Senators are believed to be more sober, more circumspect and more prudent than Congressmen who practically ramned through the passage of House Bill 2417 postponing once again the barangay elections scheduled on October 29. This, knowing that barangay officials have already overstayed after the 2005 election was postponed and that SK officers have long outgrown their status as youths making ridiculous even a single day of extension of their term of office. 50 congressmen voted against the bill, which they aptly described as a mockery of democracy and the electoral process and which as one dismayed legislator put it, made lawbreakers out of supposed lawmakers.
In the usual Speaker Jose de Venecia pattern of manipulation as when he was elected without allowing anyone to nominate his opponent, house rules were violated in ensuring the quick passage of the bill by not observing the three-day period between the second and the third reading and those opposed to the bill were allowed to speak for only three minutes. It was a classic demonstration of how to cook up self-serving designs right in the supposed hallowed halls of Congress.

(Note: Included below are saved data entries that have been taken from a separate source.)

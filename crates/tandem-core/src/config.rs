//! Configuration system for Tandem nodes.
//!
//! Resolution order: environment variables → config file → defaults.
//!
//! Config file location:
//!   1. $TANDEM_CONFIG (explicit override)
//!   2. $XDG_CONFIG_HOME/tandem/config.toml
//!   3. ~/.config/tandem/config.toml

use serde::{Deserialize, Serialize};
use std::path::PathBuf;
use std::time::Duration;

use crate::membership::ClientNode;
use crate::wire::{HEADER_LEN, MAX_FRAGMENT_PAYLOAD, READ_BUFFER_SIZE};

/// Top-level configuration.
#[derive(Debug, Clone, Default, Serialize, Deserialize)]
#[serde(default)]
pub struct TandemConfig {
    pub network: NetworkConfig,
    pub scheduler: SchedulerConfig,
    pub coalesce: CoalesceConfig,
    pub liveness: LivenessConfig,
}

#[derive(Debug, Clone, Serialize, Deserialize)]
#[serde(default)]
pub struct NetworkConfig {
    /// Host this node listens on and advertises to peers.
    pub host: String,
    /// TCP listen port. 0 = OS-assigned.
    pub port: u16,
    /// Main server of the overlay. Equal to host/port on the main server itself.
    pub main_host: String,
    pub main_port: u16,
    pub connect_timeout_ms: u64,
    /// Largest payload per fragment. Larger payloads are chunked.
    pub max_payload: usize,
    /// Port of the JSON status endpoint. 0 = disabled.
    pub status_port: u16,
}

#[derive(Debug, Clone, Serialize, Deserialize)]
#[serde(default)]
pub struct SchedulerConfig {
    /// Budgets reset at every epoch boundary.
    pub epoch_ms: u64,
    /// Low-band levels rotate at every rotation boundary.
    pub rotation_ms: u64,
    pub highest_budget: u32,
    pub high_budget: u32,
    /// Shared by all low-band levels.
    pub low_budget: u32,
}

#[derive(Debug, Clone, Serialize, Deserialize)]
#[serde(default)]
pub struct CoalesceConfig {
    /// Flush a destination queue once its records reach this many bytes.
    pub threshold_bytes: usize,
    /// Flush a queue whose oldest record is at least this old.
    pub max_latency_ms: u64,
    /// How often the flush task checks for stale queues.
    pub check_interval_ms: u64,
}

#[derive(Debug, Clone, Serialize, Deserialize)]
#[serde(default)]
pub struct LivenessConfig {
    /// ALIVE interval from a client to its cluster server.
    pub client_alive_interval_ms: u64,
    /// ALIVE interval from a cluster server to the main server.
    pub server_alive_interval_ms: u64,
    /// Silence after which a cluster server evicts one of its members.
    pub cluster_timeout_ms: u64,
    /// Silence after which the main server evicts a node it monitors.
    pub main_timeout_ms: u64,
    /// Incomplete reassembly buffers older than this are discarded.
    pub reassembly_ttl_ms: u64,
}

// ── Defaults ─────────────────────────────────────────────────────────────────

impl Default for NetworkConfig {
    fn default() -> Self {
        Self {
            host: "127.0.0.1".to_string(),
            port: 8000,
            main_host: "127.0.0.1".to_string(),
            main_port: 8000,
            connect_timeout_ms: 2_000,
            max_payload: MAX_FRAGMENT_PAYLOAD,
            status_port: 7878,
        }
    }
}

impl Default for SchedulerConfig {
    fn default() -> Self {
        Self {
            epoch_ms: 100,
            rotation_ms: 1_000,
            highest_budget: 50,
            high_budget: 30,
            low_budget: 20,
        }
    }
}

impl Default for CoalesceConfig {
    fn default() -> Self {
        Self {
            threshold_bytes: 2_048,
            max_latency_ms: 10,
            check_interval_ms: 5,
        }
    }
}

impl Default for LivenessConfig {
    fn default() -> Self {
        Self {
            client_alive_interval_ms: 2_000,
            server_alive_interval_ms: 10_000,
            cluster_timeout_ms: 6_000,
            main_timeout_ms: 30_000,
            reassembly_ttl_ms: 30_000,
        }
    }
}

// ── Accessors ────────────────────────────────────────────────────────────────

impl NetworkConfig {
    pub fn local_node(&self) -> ClientNode {
        ClientNode::new(self.host.clone(), self.port)
    }

    pub fn main_node(&self) -> ClientNode {
        ClientNode::new(self.main_host.clone(), self.main_port)
    }

    pub fn connect_timeout(&self) -> Duration {
        Duration::from_millis(self.connect_timeout_ms)
    }
}

impl SchedulerConfig {
    pub fn epoch(&self) -> Duration {
        Duration::from_millis(self.epoch_ms)
    }

    pub fn rotation(&self) -> Duration {
        Duration::from_millis(self.rotation_ms)
    }
}

impl CoalesceConfig {
    pub fn max_latency(&self) -> Duration {
        Duration::from_millis(self.max_latency_ms)
    }

    pub fn check_interval(&self) -> Duration {
        Duration::from_millis(self.check_interval_ms)
    }
}

impl LivenessConfig {
    pub fn client_alive_interval(&self) -> Duration {
        Duration::from_millis(self.client_alive_interval_ms)
    }

    pub fn server_alive_interval(&self) -> Duration {
        Duration::from_millis(self.server_alive_interval_ms)
    }

    pub fn cluster_timeout(&self) -> Duration {
        Duration::from_millis(self.cluster_timeout_ms)
    }

    pub fn main_timeout(&self) -> Duration {
        Duration::from_millis(self.main_timeout_ms)
    }

    pub fn reassembly_ttl(&self) -> Duration {
        Duration::from_millis(self.reassembly_ttl_ms)
    }
}

// ── Path helpers ─────────────────────────────────────────────────────────────

fn config_dir() -> PathBuf {
    std::env::var("XDG_CONFIG_HOME")
        .map(PathBuf::from)
        .unwrap_or_else(|_| home_or_tmp().join(".config"))
        .join("tandem")
}

fn home_or_tmp() -> PathBuf {
    std::env::var("HOME")
        .map(PathBuf::from)
        .unwrap_or_else(|_| PathBuf::from("/tmp"))
}

// ── Errors ───────────────────────────────────────────────────────────────────

#[derive(Debug, thiserror::Error)]
pub enum ConfigError {
    #[error("failed to read {0}: {1}")]
    ReadFailed(PathBuf, std::io::Error),
    #[error("failed to parse {0}: {1}")]
    ParseFailed(PathBuf, toml::de::Error),
    #[error("failed to write {0}: {1}")]
    WriteFailed(PathBuf, std::io::Error),
    #[error("failed to serialize: {0}")]
    SerializeFailed(toml::ser::Error),
    #[error("invalid configuration: {0}")]
    Invalid(String),
}

// ── Loading ──────────────────────────────────────────────────────────────────

impl TandemConfig {
    /// Load config: env vars → file → defaults.
    pub fn load() -> Result<Self, ConfigError> {
        let path = Self::file_path();
        let mut config = if path.exists() {
            let text = std::fs::read_to_string(&path)
                .map_err(|e| ConfigError::ReadFailed(path.clone(), e))?;
            toml::from_str(&text).map_err(|e| ConfigError::ParseFailed(path.clone(), e))?
        } else {
            TandemConfig::default()
        };
        config.apply_env_overrides();
        config.validate()?;
        Ok(config)
    }

    /// Config file path.
    pub fn file_path() -> PathBuf {
        std::env::var("TANDEM_CONFIG")
            .map(PathBuf::from)
            .unwrap_or_else(|_| config_dir().join("config.toml"))
    }

    /// Write default config if none exists. Returns the path.
    pub fn write_default_if_missing() -> Result<PathBuf, ConfigError> {
        let path = Self::file_path();
        if !path.exists() {
            if let Some(parent) = path.parent() {
                std::fs::create_dir_all(parent)
                    .map_err(|e| ConfigError::WriteFailed(path.clone(), e))?;
            }
            let text = toml::to_string_pretty(&TandemConfig::default())
                .map_err(ConfigError::SerializeFailed)?;
            std::fs::write(&path, text).map_err(|e| ConfigError::WriteFailed(path.clone(), e))?;
        }
        Ok(path)
    }

    /// Reject settings the protocol cannot honour.
    pub fn validate(&self) -> Result<(), ConfigError> {
        let n = &self.network;
        if n.max_payload == 0 || n.max_payload + HEADER_LEN > READ_BUFFER_SIZE {
            return Err(ConfigError::Invalid(format!(
                "network.max_payload must be between 1 and {MAX_FRAGMENT_PAYLOAD}"
            )));
        }
        let s = &self.scheduler;
        if s.epoch_ms == 0 || s.rotation_ms == 0 {
            return Err(ConfigError::Invalid(
                "scheduler intervals must be non-zero".into(),
            ));
        }
        if s.highest_budget == 0 || s.high_budget == 0 || s.low_budget == 0 {
            return Err(ConfigError::Invalid(
                "scheduler budgets must be non-zero".into(),
            ));
        }
        if self.coalesce.check_interval_ms == 0 {
            return Err(ConfigError::Invalid(
                "coalesce.check_interval_ms must be non-zero".into(),
            ));
        }
        let l = &self.liveness;
        if l.client_alive_interval_ms == 0
            || l.server_alive_interval_ms == 0
            || l.cluster_timeout_ms == 0
            || l.main_timeout_ms == 0
        {
            return Err(ConfigError::Invalid(
                "liveness intervals must be non-zero".into(),
            ));
        }
        Ok(())
    }

    /// Apply TANDEM_* env var overrides.
    fn apply_env_overrides(&mut self) {
        if let Ok(v) = std::env::var("TANDEM_NETWORK__HOST") {
            self.network.host = v;
        }
        if let Ok(v) = std::env::var("TANDEM_NETWORK__PORT") {
            if let Ok(p) = v.parse() {
                self.network.port = p;
            }
        }
        if let Ok(v) = std::env::var("TANDEM_NETWORK__MAIN_HOST") {
            self.network.main_host = v;
        }
        if let Ok(v) = std::env::var("TANDEM_NETWORK__MAIN_PORT") {
            if let Ok(p) = v.parse() {
                self.network.main_port = p;
            }
        }
        if let Ok(v) = std::env::var("TANDEM_NETWORK__STATUS_PORT") {
            if let Ok(p) = v.parse() {
                self.network.status_port = p;
            }
        }
    }
}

It appalled many to realize how most of the congressmen could be herded into voting for a bill that either defies reason or has no reason at all. They were talking about the expenses if the elections were to be held on october 29 but these had been long anticipated and the government according to Budget Secretary Rolando Andaya, Jr. is ready, repeat, ready with necessary funds and has even released part of the money. Moreover, whether elections are held this october or in May, 2009 the same expenses would be incurred.
They were saying that the money to be spent by the government in october could be used to computerize or automate the next elections. That is not just silly; that is lunatic. Money appropriated for the barangay elections should be used only for the purpose; the most vital democratic process could not be sacrificed only for another objective that is not urgently needed. We have had elections without computerization and automation and the results were valid.
There are indications, however, that Senators know the card Speaker de Venecia and his cohorts are playing. Unwittingly, the very person obsessed to be prime minister unraveled the danger of a unicameral parliamentary system where an scheming leader could more easily have evil intentions materialize.
At presstime, majority of the Senators are believed to have arrived at a consensus to repudiate Speaker de Venecia’s postponement scheme. It is the people’s hope that all Senators would formally unanimously reject the bill to bring Speaker de Venecia to his senses.